Sure, pal. You know what I am not going to do? Prepare your return, that is what I am not going to do.

Unless I have known you for years, and I know that you have had a financial reversal. That is different. My due diligence has already been done and over several years.

There are unscrupulous preparers who do not observe such niceties. One could set up a temporary storefront, crank out a thousand make-believe, earned income/American Opportunity/child credit tax returns, charge a usurious fee (refund anticipation loans are sweet profit), skip town and enjoy the summer at a nice beach.

I knew one of these guys, although his schtick was made-up deductions more than false tax credits. You automatically had business mileage if you were his client. It did not matter if you owned a car.

Oh, did you know that is one way for you to get audited? If the IRS looks at your preparer, your odds of also being audited go up astronomically.

I am looking at a case from my hometown – Tampa, also known as the tax-fraud capital of the nation.

Our protagonist (the “Tax Doctor”) prepared a 2007 return for Shakeena Bryant. She brought a W-2 for less than $200 from Busch Gardens and information regarding her kids.

You are not going to get much of a credit with $200 worth of income.

But the Tax Doctor had a solution: report additional income from a business.

So she went out, got a business license for auto detailing and returned with it to his office the same day.

He then put a bit over $18,000 auto-detailing income on her return.

I suppose business licenses in Tampa also allow one to travel back in time.

Wouldn’t you know she got audited?

The IRS asked her about the auto detailing business.

She told the IRS she did not have an auto detailing business.

The IRS then wanted to talk to the Tax Doctor.

He explained that he “reasonably” relied upon her statements and exercised “due diligence.” He had that license, for example, and two pages of notes. He may also have had a soiled napkin from Dunkin Donuts, but I am not sure.

Out comes the preparer penalty - $2,500 of it.

Then the Tax Doctor – not knowing when to walk away – filed suit to get his $2,500 back.

This was a really bad idea, as it allowed the IRS to depose Ms. Bryant and the friend who accompanied her to the Tax Doctor’s office that day. 

Both testified that the business income idea was his.

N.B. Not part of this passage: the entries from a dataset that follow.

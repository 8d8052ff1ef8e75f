//! Key patterns and help-line bindings.
use crate::input::KeyCode;
use crate::input::KeyEvent;
use crate::input::KeyModifiers;

/// A set of alternative keys bound to one command.
#[derive(Clone, Debug, Default, PartialEq, Eq)]
pub struct KeySet(Vec<KeyEvent>);

impl KeySet {
    pub fn new(keys: impl IntoIterator<Item = KeyEvent>) -> Self {
        Self(keys.into_iter().collect())
    }

    pub fn keys(&self) -> &[KeyEvent] {
        &self.0
    }

    /// Exact match: same code and the same modifiers.
    pub fn contains(&self, event: &KeyEvent) -> bool {
        self.0.iter().any(|p| key_event_matches(p, event))
    }

    /// Code-only match; modifiers are ignored.
    pub fn contains_code(&self, event: &KeyEvent) -> bool {
        self.0.iter().any(|p| p.code == event.code)
    }
}

impl FromIterator<KeyEvent> for KeySet {
    fn from_iter<I: IntoIterator<Item = KeyEvent>>(iter: I) -> Self {
        Self::new(iter)
    }
}

/// One entry of a help line.
#[derive(Clone, Debug, PartialEq, Eq)]
pub struct Binding {
    pub keys: KeySet,
    pub help_key: String,
    pub help_desc: String,
}

impl Binding {
    pub fn new(help_key: impl Into<String>, help_desc: impl Into<String>, keys: KeySet) -> Self {
        Self {
            keys,
            help_key: help_key.into(),
            help_desc: help_desc.into(),
        }
    }

    pub fn matches(&self, event: &KeyEvent) -> bool {
        self.keys.contains(event)
    }
}

pub fn key_event_matches(pattern: &KeyEvent, event: &KeyEvent) -> bool {
    pattern.code == event.code && pattern.modifiers == event.modifiers
}

pub fn key(code: KeyCode) -> KeyEvent {
    KeyEvent::new(code)
}

pub fn key_char(c: char) -> KeyEvent {
    key(KeyCode::Char(c))
}

pub fn key_ctrl(code: KeyCode) -> KeyEvent {
    key(code).with_modifiers(KeyModifiers::ctrl())
}
impl<T: Ord + Clone> SelectView<T> {
    pub fn new(config: SelectConfig<T>) -> Result<Self, SelectError> {
        Self::with_options(config, SelectViewOptions::default())
    }

    pub fn with_options(
        config: SelectConfig<T>,
        options: SelectViewOptions,
    ) -> Result<Self, SelectError> {
        Ok(Self {
            engine: SelectEngine::new(config)?,
            options,
            search: SearchField::new(),
            scroll: ListViewport::default(),
            positioner: Box::new(FlipPositioner::default()),
            focused: false,
            hits: HitMap::default(),
        })
    }

    pub fn engine(&self) -> &SelectEngine<T> {
        &self.engine
    }

    pub fn engine_mut(&mut self) -> &mut SelectEngine<T> {
        &mut self.engine
    }

    pub fn options(&self) -> &SelectViewOptions {
        &self.options
    }

    pub fn set_options(&mut self, options: SelectViewOptions) {
        self.options = options;
    }

    pub fn set_positioner(&mut self, positioner: impl Positioner + 'static) {
        self.positioner = Box::new(positioner);
    }

    /// Whether the host considers this select focused. Only affects styling.
    pub fn set_focused(&mut self, focused: bool) {
        self.focused = focused;
    }

    pub fn is_focused(&self) -> bool {
        self.focused
    }

    pub fn search_text(&self) -> &str {
        self.search.text()
    }

    fn search_focused(&self) -> bool {
        self.engine.is_open() && self.engine.focus_context() == FocusContext::Search
    }

    pub fn handle_event(&mut self, event: &InputEvent) -> SelectOutcome<T> {
        let out = match event {
            InputEvent::Key(key) => {
                let out = self.engine.handle_key(key);
                if out.handled || !self.search_focused() {
                    out
                } else {
                    self.edit_search(|f| f.handle_key(key))
                }
            }
            InputEvent::Paste(text) if self.search_focused() => {
                self.edit_search(|f| f.insert_str(text))
            }
            InputEvent::Mouse(m) => self.handle_mouse(m),
            other => self.engine.handle_event(other),
        };
        self.sync_search();
        if out.events.contains(&SelectEvent::Opened) {
            self.scroll.to_top();
        }
        out
    }

    /// Runs effects deferred to the next tick (focusing the search field after opening).
    /// Call after drawing the frame that followed the event.
    pub fn run_deferred(&mut self) -> Option<FocusRequest> {
        let request = self.engine.run_deferred();
        if request == Some(FocusRequest::Search) {
            let text = self.engine.search_text();
            self.search.set_text(text);
        }
        request
    }

    fn edit_search(
        &mut self,
        edit: impl FnOnce(&mut SearchField) -> SearchFieldAction,
    ) -> SelectOutcome<T> {
        match edit(&mut self.search) {
            SearchFieldAction::Changed => {
                self.scroll.to_top();
                let mut out = self.engine.set_search_text(self.search.text());
                out.handled = true;
                out.redraw = true;
                out
            }
            SearchFieldAction::Moved => SelectOutcome::consumed(true),
            SearchFieldAction::None => SelectOutcome::ignored(),
        }
    }

    fn sync_search(&mut self) {
        if self.engine.search_text() != self.search.text() {
            self.search.set_text(self.engine.search_text());
        }
    }

    fn handle_mouse(&mut self, m: &MouseEvent) -> SelectOutcome<T> {
        let at = m.position();
        let in_overlay = self.hits.overlay.is_some_and(|o| o.contains(at));
        match m.kind {
            _ if m.is_primary_press() => {
                if self.hits.trigger.contains(at) {
                    self.engine.set_focus(FocusContext::Trigger);
                    return self.engine.toggle();
                }
                if !self.engine.is_open() {
                    return SelectOutcome::ignored();
                }
                if !in_overlay {
                    return self.engine.dismiss();
                }
                if self.hits.search.is_some_and(|s| s.contains(at)) {
                    self.engine.set_focus(FocusContext::Search);
                    return SelectOutcome::consumed(true);
                }
                match self.hits.row_at(m.x, m.y) {
                    Some(Some(position)) => self.engine.click_option(position),
                    _ => SelectOutcome::consumed(false),
                }
            }
            MouseEventKind::Moved if in_overlay => match self.hits.row_at(m.x, m.y) {
                Some(Some(position)) => self.engine.hover(position),
                _ => SelectOutcome::consumed(false),
            },
            MouseEventKind::ScrollDown if in_overlay => self.engine.navigate(Navigation::Next),
            MouseEventKind::ScrollUp if in_overlay => self.engine.navigate(Navigation::Previous),
            MouseEventKind::Down(_) if self.engine.is_open() && !in_overlay => {
                self.engine.dismiss()
            }
            _ => SelectOutcome::ignored(),
        }
    }

    /// Trigger text, or `None` when nothing is selected.
    pub fn display_text(&self) -> Option<String> {
        let labels = self.engine.selected_labels();
        if labels.is_empty() {
            return None;
        }
        let text_of = |l: &SelectedLabel<'_>| match l {
            SelectedLabel::Known(s) => s.to_string(),
            SelectedLabel::Unknown => self.options.unknown_label.clone(),
        };
        match (self.engine.mode(), self.options.summary) {
            (SelectMode::Multiple, MultiSummary::Count) if labels.len() > 1 => {
                Some(format!("{} selected", labels.len()))
            }
            (SelectMode::Single, _) => labels.first().map(text_of),
            (SelectMode::Multiple, _) => {
                Some(labels.iter().map(text_of).collect::<Vec<_>>().join(", "))
            }
        }
    }

    /// Caret position of the search field while it has focus.
    pub fn cursor_pos(&self) -> Option<(u16, u16)> {
        if !self.search_focused() {
            return None;
        }
        self.search.cursor_pos(self.hits.search?)
    }

    pub fn render(&mut self, trigger: Rect, boundary: Rect, buf: &mut Buffer, theme: &Theme) {
        let _span = tracing::trace_span!(
            "select_render",
            open = self.engine.is_open(),
            x = trigger.x,
            y = trigger.y,
            w = trigger.width
        )
        .entered();

        self.render_trigger(trigger, buf, theme);
        self.render_overlay(trigger, boundary, buf, theme);
    }

    pub fn render_trigger(&mut self, area: Rect, buf: &mut Buffer, theme: &Theme) {
        self.hits.trigger = area;
        if area.width == 0 || area.height == 0 {
            return;
        }
        let base = if self.engine.is_disabled() {
            theme.disabled
        } else if self.focused || self.engine.is_open() {
            theme.trigger_focused
        } else {
            theme.trigger
        };
        buf.set_style(area, base);

        let indicator = if self.engine.is_open() {
            &self.options.open_indicator
        } else {
            &self.options.closed_indicator
        };
        let indicator_w = UnicodeWidthStr::width(indicator.as_str()) as u16;
        let text_w = area.width.saturating_sub(indicator_w + 1);
        let y = area.y + area.height / 2;

        let (text, style) = match self.display_text() {
            Some(text) => {
                let stale = self
                    .engine
                    .selected_labels()
                    .iter()
                    .any(|l| *l == SelectedLabel::Unknown);
                (text, if stale { base.patch(theme.danger) } else { base })
            }
            None => (self.options.placeholder.clone(), base.patch(theme.text_muted)),
        };
        let text = render::truncate_with_ellipsis(&text, text_w);
        render::render_str_clipped(area.x, y, 0, text_w, buf, &text, style);
        if area.width > indicator_w {
            let x = area.x + area.width - indicator_w;
            render::render_str_clipped(x, y, 0, indicator_w, buf, indicator, base);
        }
    }

    fn desired_size(&self, trigger: Rect) -> Size {
        let marker_w = UnicodeWidthStr::width(self.options.selected_marker.as_str())
            .max(UnicodeWidthStr::width(self.options.unselected_marker.as_str()));
        let label_w = self
            .engine
            .filtered_options()
            .map(|o| UnicodeWidthStr::width(o.label.as_str()))
            .max()
            .unwrap_or(UnicodeWidthStr::width(self.options.empty_text.as_str()));
        let chrome = 2 + usize::from(self.options.show_scrollbar);
        let width = (marker_w + label_w + chrome).min(u16::MAX as usize) as u16;
        let width = width.max(trigger.width).max(self.options.min_overlay_width);

        let rows = self.engine.rows().len().max(1);
        let list_h = rows.min(self.options.max_visible.max(1) as usize) as u16;
        let search_h = u16::from(self.engine.is_searchable());
        Size::new(width, list_h + search_h + 2)
    }

    pub fn render_overlay(&mut self, trigger: Rect, boundary: Rect, buf: &mut Buffer, theme: &Theme) {
        self.hits.overlay = None;
        self.hits.search = None;
        self.hits.rows.clear();
        if !self.engine.is_open() {
            return;
        }

        let desired = self.desired_size(trigger);
        self.engine.set_anchor(trigger);
        self.engine.set_boundary(boundary);
        self.engine.set_overlay_size(desired);
        let Some(placed) = self.engine.update_placement(self.positioner.as_mut()) else {
            return;
        };
        let area = placed.area.intersection(boundary);
        if area.width < 3 || area.height < 3 {
            return;
        }
        self.hits.overlay = Some(area);

        Clear.render(area, buf);
        buf.set_style(area, theme.overlay);
        let block = Block::default()
            .borders(Borders::ALL)
            .border_style(theme.border);
        let mut inner = block.inner(area);
        block.render(area, buf);

        if self.engine.is_searchable() && inner.height > 1 {
            let search_area = Rect::new(inner.x, inner.y, inner.width, 1);
            let style = if self.search_focused() {
                theme.text_primary
            } else {
                theme.text_muted
            };
            self.search.render_ref(
                search_area,
                buf,
                style,
                &self.options.search_placeholder,
                theme.text_muted,
            );
            self.hits.search = Some(search_area);
            inner = Rect::new(inner.x, inner.y + 1, inner.width, inner.height - 1);
        }
        self.render_list(inner, buf, theme);
    }

    fn render_list(&mut self, area: Rect, buf: &mut Buffer, theme: &Theme) {
        let rows = self.engine.rows();
        let (list, scrollbar_x) = if self.options.show_scrollbar
            && area.width >= 2
            && rows.len() > area.height as usize
        {
            (
                Rect::new(area.x, area.y, area.width - 1, area.height),
                Some(area.x + area.width - 1),
            )
        } else {
            (area, None)
        };
        self.hits.list = list;

        if rows.is_empty() {
            render::render_str_clipped(
                list.x,
                list.y,
                0,
                list.width,
                buf,
                &self.options.empty_text,
                theme.text_muted,
            );
            return;
        }

        self.scroll.set_viewport(list.height as usize);
        self.scroll.set_content(rows.len());
        let highlighted = self.engine.highlighted_index();
        if let Some(row) = rows.iter().position(
            |r| matches!(r, ListRow::Option { position, .. } if Some(*position) == highlighted),
        ) {
            // Keep the group header above the first option visible too.
            if row == 1 && matches!(rows[0], ListRow::Header(_)) {
                self.scroll.ensure_visible(0);
            }
            self.scroll.ensure_visible(row);
        }

        let options = self.engine.options();
        for (dy, row) in rows[self.scroll.visible_rows()].iter().enumerate() {
            let y = list.y + dy as u16;
            match *row {
                ListRow::Header(label) => {
                    self.hits.rows.push(None);
                    let text = render::truncate_with_ellipsis(label, list.width);
                    render::render_str_clipped(list.x, y, 0, list.width, buf, &text, theme.group_header);
                }
                ListRow::Option { position, index } => {
                    self.hits.rows.push(Some(position));
                    let Some(option) = options.get(index) else {
                        continue;
                    };
                    let selected = self.engine.is_selected(option);
                    let mut style = if option.disabled {
                        theme.disabled
                    } else if selected {
                        theme.selected
                    } else {
                        theme.text_primary
                    };
                    if highlighted == Some(position) {
                        style = style.patch(theme.highlighted);
                    }
                    let line = Rect::new(list.x, y, list.width, 1);
                    buf.set_style(line, style);

                    let marker = if selected {
                        &self.options.selected_marker
                    } else {
                        &self.options.unselected_marker
                    };
                    let mut x = list.x;
                    let mut room = list.width;
                    let used = render::render_str_clipped(x, y, 0, room, buf, marker, style);
                    x += used;
                    room -= used;
                    let label = render::truncate_with_ellipsis(&option.label, room);
                    let used = render::render_str_clipped(x, y, 0, room, buf, &label, style);
                    x += used;
                    room -= used;
                    if let (true, Some(desc)) =
                        (self.options.show_descriptions, option.description.as_deref())
                    {
                        if room > 4 {
                            let desc = render::truncate_with_ellipsis(desc, room - 2);
                            let muted: Style = style.patch(theme.text_muted);
                            render::render_str_clipped(x + 2, y, 0, room - 2, buf, &desc, muted);
                        }
                    }
                }
            }
        }

        if let Some(sb_x) = scrollbar_x {
            render::render_scrollbar(
                Rect::new(sb_x, area.y, 1, area.height),
                buf,
                &self.scroll,
                theme.border,
            );
        }
    }
}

The Tax Doctor fired back: he observed the due diligence rules, meaning that he should not be penalized. Why, he had a business license and two pages of notes in his files!

He had a point.

The Court also made a point: Ms. Bryant never talked about an auto-detailing business until he brought up the need for more income to drive the tax credit. Perhaps a reasonable preparer would have asked for documentation …. bank statements, receipts, FaceBook postings, State Department leaks. Folks, it is acceptable for a preparer to use his/her skepticism-radar.

He was reckless.

The Court found intentional disregard of his preparer responsibilities and sustained the penalty.

My thoughts? 

Very little patience. The Tax Doctor got off easy.